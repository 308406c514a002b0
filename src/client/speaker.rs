//! Speaker implementations for the client loop

use async_trait::async_trait;

use super::ApiClient;
use crate::voice::{AudioPlayback, Speaker};

/// Fetches speech from the server and plays it locally
pub struct RemoteSpeaker {
    api: ApiClient,
    playback: AudioPlayback,
}

impl RemoteSpeaker {
    #[must_use]
    pub const fn new(api: ApiClient, playback: AudioPlayback) -> Self {
        Self { api, playback }
    }
}

#[async_trait(?Send)]
impl Speaker for RemoteSpeaker {
    async fn synthesize_and_play(&mut self, text: &str) {
        tracing::debug!(text, "speaking");

        let audio = match self.api.text_to_speech(text).await {
            Ok(audio) => audio,
            Err(e) => {
                tracing::error!(error = %e, "speech synthesis failed");
                return;
            }
        };

        // Playback blocks until the stream drains
        if let Err(e) = tokio::task::block_in_place(|| self.playback.play_mp3(&audio)) {
            tracing::error!(error = %e, "audio playback failed");
        }
    }
}

/// Prints replies to stdout
#[derive(Debug, Default, Clone, Copy)]
pub struct ConsoleSpeaker;

#[async_trait(?Send)]
impl Speaker for ConsoleSpeaker {
    async fn synthesize_and_play(&mut self, text: &str) {
        println!("AI: {text}");
    }
}
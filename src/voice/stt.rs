//! Speech-to-text via hosted transcription APIs
//!
//! Utterances arrive as 16 kHz mono samples from the microphone recognizer,
//! go out as a WAV upload, and come back as a trimmed transcript.

use secrecy::{ExposeSecret, SecretString};
use serde::Deserialize;

use super::SAMPLE_RATE;
use crate::config::{ApiKeys, VoiceConfig};
use crate::{Error, Result};

const WHISPER_URL: &str = "https://api.openai.com/v1/audio/transcriptions";
const DEEPGRAM_URL: &str = "https://api.deepgram.com/v1/listen";

/// STT provider backend
#[derive(Clone, Copy, Debug, PartialEq, Eq)]
pub enum SttProvider {
    Whisper,
    Deepgram,
}

impl SttProvider {
    const fn default_model(self) -> &'static str {
        match self {
            Self::Whisper => "whisper-1",
            Self::Deepgram => "nova-2",
        }
    }

    /// Extract the transcript from a provider's JSON response body
    fn parse_transcript(self, body: &str) -> Result<String> {
        #[derive(Deserialize)]
        struct Whisper {
            text: String,
        }

        #[derive(Deserialize)]
        struct Deepgram {
            results: DeepgramResults,
        }

        #[derive(Deserialize)]
        struct DeepgramResults {
            channels: Vec<DeepgramChannel>,
        }

        #[derive(Deserialize)]
        struct DeepgramChannel {
            alternatives: Vec<DeepgramAlternative>,
        }

        #[derive(Deserialize)]
        struct DeepgramAlternative {
            transcript: String,
        }

        let text = match self {
            Self::Whisper => serde_json::from_str::<Whisper>(body)?.text,
            Self::Deepgram => serde_json::from_str::<Deepgram>(body)?
                .results
                .channels
                .into_iter()
                .next()
                .and_then(|c| c.alternatives.into_iter().next())
                .map(|a| a.transcript)
                .unwrap_or_default(),
        };

        let text = text.trim();
        if text.is_empty() {
            return Err(Error::Recognition("could not understand audio".to_string()));
        }
        Ok(text.to_string())
    }
}

/// Transcribes recorded utterances
pub struct SpeechToText {
    client: reqwest::Client,
    api_key: SecretString,
    model: String,
    provider: SttProvider,
}

impl SpeechToText {
    /// Pick a provider from the configured keys
    ///
    /// `OpenAI` Whisper is preferred over Deepgram when both keys are present.
    ///
    /// # Errors
    ///
    /// Returns error if no STT provider key is configured
    pub fn from_config(keys: &ApiKeys, voice: &VoiceConfig) -> Result<Self> {
        let (provider, key) = match (&keys.openai, &keys.deepgram) {
            (Some(key), _) => (SttProvider::Whisper, key),
            (None, Some(key)) => (SttProvider::Deepgram, key),
            (None, None) => {
                return Err(Error::Config(
                    "speech recognition needs OPENAI_API_KEY or DEEPGRAM_API_KEY".to_string(),
                ));
            }
        };

        if key.expose_secret().trim().is_empty() {
            return Err(Error::Config(format!("{provider:?} API key is empty")));
        }

        Ok(Self {
            client: reqwest::Client::new(),
            api_key: key.clone(),
            model: voice
                .stt_model
                .clone()
                .unwrap_or_else(|| provider.default_model().to_string()),
            provider,
        })
    }

    /// Active provider
    #[must_use]
    pub const fn provider(&self) -> SttProvider {
        self.provider
    }

    /// Transcribe 16 kHz mono samples
    ///
    /// # Errors
    ///
    /// Returns `Recognition` if the provider heard nothing intelligible, or
    /// `Stt`/`Http` if the request fails
    pub async fn transcribe(&self, samples: &[f32]) -> Result<String> {
        let wav = samples_to_wav(samples, SAMPLE_RATE)?;
        tracing::debug!(provider = ?self.provider, wav_bytes = wav.len(), "transcribing");

        let response = self.request(wav)?.send().await?;
        let status = response.status();
        let body = response.text().await?;

        if !status.is_success() {
            tracing::error!(provider = ?self.provider, %status, body = %body, "STT API error");
            return Err(Error::Stt(format!("{:?} returned {status}: {body}", self.provider)));
        }

        let transcript = self.provider.parse_transcript(&body)?;
        tracing::info!(transcript = %transcript, "transcription complete");
        Ok(transcript)
    }

    fn request(&self, wav: Vec<u8>) -> Result<reqwest::RequestBuilder> {
        let key = self.api_key.expose_secret();

        Ok(match self.provider {
            SttProvider::Whisper => {
                let file = reqwest::multipart::Part::bytes(wav)
                    .file_name("utterance.wav")
                    .mime_str("audio/wav")
                    .map_err(|e| Error::Stt(e.to_string()))?;
                let form = reqwest::multipart::Form::new()
                    .part("file", file)
                    .text("model", self.model.clone());

                self.client.post(WHISPER_URL).bearer_auth(key).multipart(form)
            }
            SttProvider::Deepgram => self
                .client
                .post(DEEPGRAM_URL)
                .query(&[("model", self.model.as_str()), ("punctuate", "true")])
                .header(reqwest::header::AUTHORIZATION, format!("Token {key}"))
                .header(reqwest::header::CONTENT_TYPE, "audio/wav")
                .body(wav),
        })
    }
}

/// Encode mono samples as 16-bit PCM WAV
///
/// # Errors
///
/// Returns error if WAV encoding fails
pub fn samples_to_wav(samples: &[f32], sample_rate: u32) -> Result<Vec<u8>> {
    let spec = hound::WavSpec {
        channels: 1,
        sample_rate,
        bits_per_sample: 16,
        sample_format: hound::SampleFormat::Int,
    };
    let audio_err = |e: hound::Error| Error::Audio(e.to_string());

    let mut cursor = std::io::Cursor::new(Vec::with_capacity(44 + samples.len() * 2));
    let mut writer = hound::WavWriter::new(&mut cursor, spec).map_err(audio_err)?;
    for &sample in samples {
        #[allow(clippy::cast_possible_truncation)]
        writer
            .write_sample((sample * 32767.0).clamp(-32768.0, 32767.0) as i16)
            .map_err(audio_err)?;
    }
    writer.finalize().map_err(audio_err)?;

    Ok(cursor.into_inner())
}

#[cfg(test)]
mod tests {
    use super::*;

    fn keys(openai: Option<&str>, deepgram: Option<&str>) -> ApiKeys {
        ApiKeys {
            openai: openai.map(|k| SecretString::from(k.to_string())),
            deepgram: deepgram.map(|k| SecretString::from(k.to_string())),
            ..ApiKeys::default()
        }
    }

    #[test]
    fn test_from_config_prefers_whisper() {
        let keys = keys(Some("sk"), Some("dg"));
        let stt = SpeechToText::from_config(&keys, &VoiceConfig::default()).unwrap();
        assert_eq!(stt.provider(), SttProvider::Whisper);
        assert_eq!(stt.model, "whisper-1");
    }

    #[test]
    fn test_from_config_falls_back_to_deepgram() {
        let stt =
            SpeechToText::from_config(&keys(None, Some("dg")), &VoiceConfig::default()).unwrap();
        assert_eq!(stt.provider(), SttProvider::Deepgram);
        assert_eq!(stt.model, "nova-2");
    }

    #[test]
    fn test_from_config_model_override() {
        let voice = VoiceConfig {
            stt_model: Some("whisper-large".to_string()),
            ..VoiceConfig::default()
        };
        let stt = SpeechToText::from_config(&keys(Some("sk"), None), &voice).unwrap();
        assert_eq!(stt.model, "whisper-large");
    }

    #[test]
    fn test_from_config_rejects_missing_or_blank_keys() {
        let voice = VoiceConfig::default();
        assert!(matches!(
            SpeechToText::from_config(&keys(None, None), &voice),
            Err(Error::Config(_))
        ));
        assert!(matches!(
            SpeechToText::from_config(&keys(Some("  "), None), &voice),
            Err(Error::Config(_))
        ));
    }

    #[test]
    fn test_whisper_transcript_is_trimmed() {
        let text = SttProvider::Whisper
            .parse_transcript(r#"{"text": "  What's the weather? "}"#)
            .unwrap();
        assert_eq!(text, "What's the weather?");
    }

    #[test]
    fn test_deepgram_first_alternative() {
        let body = r#"{"results": {"channels": [{"alternatives": [
            {"transcript": "book a table"}, {"transcript": "look a cable"}
        ]}]}}"#;
        assert_eq!(
            SttProvider::Deepgram.parse_transcript(body).unwrap(),
            "book a table"
        );
    }

    #[test]
    fn test_empty_transcript_is_recognition_error() {
        assert!(matches!(
            SttProvider::Whisper.parse_transcript(r#"{"text": "   "}"#),
            Err(Error::Recognition(_))
        ));
        assert!(matches!(
            SttProvider::Deepgram.parse_transcript(r#"{"results": {"channels": []}}"#),
            Err(Error::Recognition(_))
        ));
    }

    #[test]
    fn test_malformed_body_is_serialization_error() {
        assert!(matches!(
            SttProvider::Whisper.parse_transcript("<html>"),
            Err(Error::Serialization(_))
        ));
    }
}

_INSTRUCTIONS TO FOLLOW_: Each line of the data that holds "Returns" should be copied.

_SOLUTION_:
    /// Returns error if no STT provider key is configured
    /// Returns `Recognition` if the provider heard nothing intelligible, or
/// Returns error if WAV encoding fails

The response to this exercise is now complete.